Translation:Dewi Lingo has been to Spain several times.
"Sawl gwaith" doesn't really mean many times, it's more several times, not necessarily a lot of times...
"several" is the default translation, it appears. Some English sociolects use it synonymously with "many", and while this is uncommon at best, some of the courses accept both. We don't in the Swedish course, but to each their own. :)
I don't understand the English translation (I'm not English) - what means "has been to Spain"? I assume not the same like "has been in Spain", right?

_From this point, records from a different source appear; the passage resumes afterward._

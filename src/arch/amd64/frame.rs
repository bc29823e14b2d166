// Copyright 2025 The Cinder Authors
//
// Use of this source code is governed by a MIT-style
// license that can be found in the LICENSE file or at
// https://opensource.org/licenses/MIT

//! Saved task frame
//!
//! A suspended task is fully described by its stack pointer. The stack
//! holds the System V callee-saved registers followed by a return address:
//!
//! ```text
//! sp + 0x00  r15
//! sp + 0x08  r14
//! sp + 0x10  r13
//! sp + 0x18  r12
//! sp + 0x20  rbx
//! sp + 0x28  rbp
//! sp + 0x30  return address
//! ```
//!
//! A fresh task gets a frame whose return address is the trampoline, with
//! r12 = entry, r13 = arg and r14 = the exit routine.

use core::mem::size_of;

use crate::mm::align_down;
use crate::traits::{TaskEntry, TaskReturn};

/// Words in a saved frame
pub const FRAME_WORDS: usize = 7;

/// Lay out a frame at the top of `stack` that enters `entry(arg)` through
/// `trampoline`, and return its stack pointer
///
/// The trampoline starts with a 16-byte aligned stack, as the ABI expects
/// at a call site.
///
/// # Safety
///
/// `stack .. stack + size` must be writable and at least 64 bytes long.
pub unsafe fn initial_frame(
    stack: *mut u8,
    size: usize,
    entry: TaskEntry,
    arg: usize,
    on_return: TaskReturn,
    trampoline: usize,
) -> usize {
    let top = align_down(stack as usize + size, 16);
    let frame = (top - FRAME_WORDS * size_of::<usize>()) as *mut usize;

    let words: [usize; FRAME_WORDS] = [
        0,                  // r15
        on_return as usize, // r14
        arg,                // r13
        entry as usize,     // r12
        0,                  // rbx
        0,                  // rbp
        trampoline,         // return address
    ];
    for (i, word) in words.iter().enumerate() {
        frame.add(i).write(*word);
    }
    frame as usize
}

So, if I want to say, that he has been in Spain, than I would say instead "wedy bod yn Sbaen", right? But "has been in Spain" could also mean "he visited Spain" - I don't understand the difference. And can less English than I thought.
"To Spain" assumes that he has come back. Normally “to Spain” is the direction, “in Spain” the location. The Welsh seems to imitate this use.
In English we don't say "he has been in Spain" ... saying "he has been to Spain" means "he has visited Spain"
I don't think so. "Sawl gwaith" is literally "Multiple times" wheres as to say "often" we'd use "Yn aml".
After wedi bod most Duolingo exercises use the preposition yn (e.g. Wyt
ti erioed wedi bod yn America? ), but in this case the preposition i is used.
In English one would usually say '...have been to...' (rather than '...have been in...').
I wonder whether in Welsh there is a rule for the choice of the preposition after wedi bod , or whether either yn or i can be freely used one for the other.